*** Opening of Task input ***
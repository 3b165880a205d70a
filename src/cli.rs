// src/cli.rs

//! CLI argument parsing using `clap`.

use std::path::PathBuf;

use clap::{Parser, ValueEnum};

/// Command-line arguments for `gflow`.
#[derive(Debug, Clone, Parser)]
#[command(
    name = "gflow",
    version,
    about = "Run a workflow of dependent jobs concurrently.",
    long_about = None
)]
pub struct CliArgs {
    /// Path to the workflow definition (TOML).
    ///
    /// Default: `Gflow.toml` in the current working directory.
    #[arg(long, short = 'w', value_name = "PATH", default_value = "Gflow.toml")]
    pub workflow: PathBuf,

    /// Override `[workflow].dir`; the `.gflow/` state directory goes here.
    #[arg(long, value_name = "DIR")]
    pub workflow_dir: Option<PathBuf>,

    /// Maximum number of jobs running at once (overrides the definition).
    #[arg(long, value_name = "N", value_parser = clap::value_parser!(u64).range(1..))]
    pub max_parallel: Option<u64>,

    /// Logging level (error, warn, info, debug, trace).
    ///
    /// If omitted, `GFLOW_LOG` or a default level will be used.
    #[arg(long, value_enum, value_name = "LEVEL")]
    pub log_level: Option<LogLevel>,

    /// Parse + validate, print the jobs, but don't execute any commands.
    #[arg(long)]
    pub dry_run: bool,

    /// Skip writing `.gflow/wf.json` after the run.
    #[arg(long)]
    pub no_summary: bool,
}

/// Log level as exposed on the CLI.
#[derive(Debug, Copy, Clone, ValueEnum)]
pub enum LogLevel {
    Error,
    Warn,
    Info,
    Debug,
    Trace,
}

/// Convenience wrapper around `CliArgs::parse()`.
pub fn parse() -> CliArgs {
    CliArgs::parse()
}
*** Close of Task input ***
[Work to be completed]
Without any alteration, repeat the entire listing.

[Your solution]
repository 3b165880a205d70a
filename src/cli.rs
// src/cli.rs

//! CLI argument parsing using `clap`.

use std::path::PathBuf;

use clap::{Parser, ValueEnum};

/// Command-line arguments for `gflow`.
#[derive(Debug, Clone, Parser)]
#[command(
    name = "gflow",
    version,
    about = "Run a workflow of dependent jobs concurrently.",
    long_about = None
)]
pub struct CliArgs {
    /// Path to the workflow definition (TOML).
    ///
    /// Default: `Gflow.toml` in the current working directory.
    #[arg(long, short = 'w', value_name = "PATH", default_value = "Gflow.toml")]
    pub workflow: PathBuf,

    /// Override `[workflow].dir`; the `.gflow/` state directory goes here.
    #[arg(long, value_name = "DIR")]
    pub workflow_dir: Option<PathBuf>,

    /// Maximum number of jobs running at once (overrides the definition).
    #[arg(long, value_name = "N", value_parser = clap::value_parser!(u64).range(1..))]
    pub max_parallel: Option<u64>,

    /// Logging level (error, warn, info, debug, trace).
    ///
    /// If omitted, `GFLOW_LOG` or a default level will be used.
    #[arg(long, value_enum, value_name = "LEVEL")]
    pub log_level: Option<LogLevel>,

    /// Parse + validate, print the jobs, but don't execute any commands.
    #[arg(long)]
    pub dry_run: bool,

    /// Skip writing `.gflow/wf.json` after the run.
    #[arg(long)]
    pub no_summary: bool,
}

/// Log level as exposed on the CLI.
#[derive(Debug, Copy, Clone, ValueEnum)]
pub enum LogLevel {
    Error,
    Warn,
    Info,
    Debug,
    Trace,
}

/// Convenience wrapper around `CliArgs::parse()`.
pub fn parse() -> CliArgs {
    CliArgs::parse()
}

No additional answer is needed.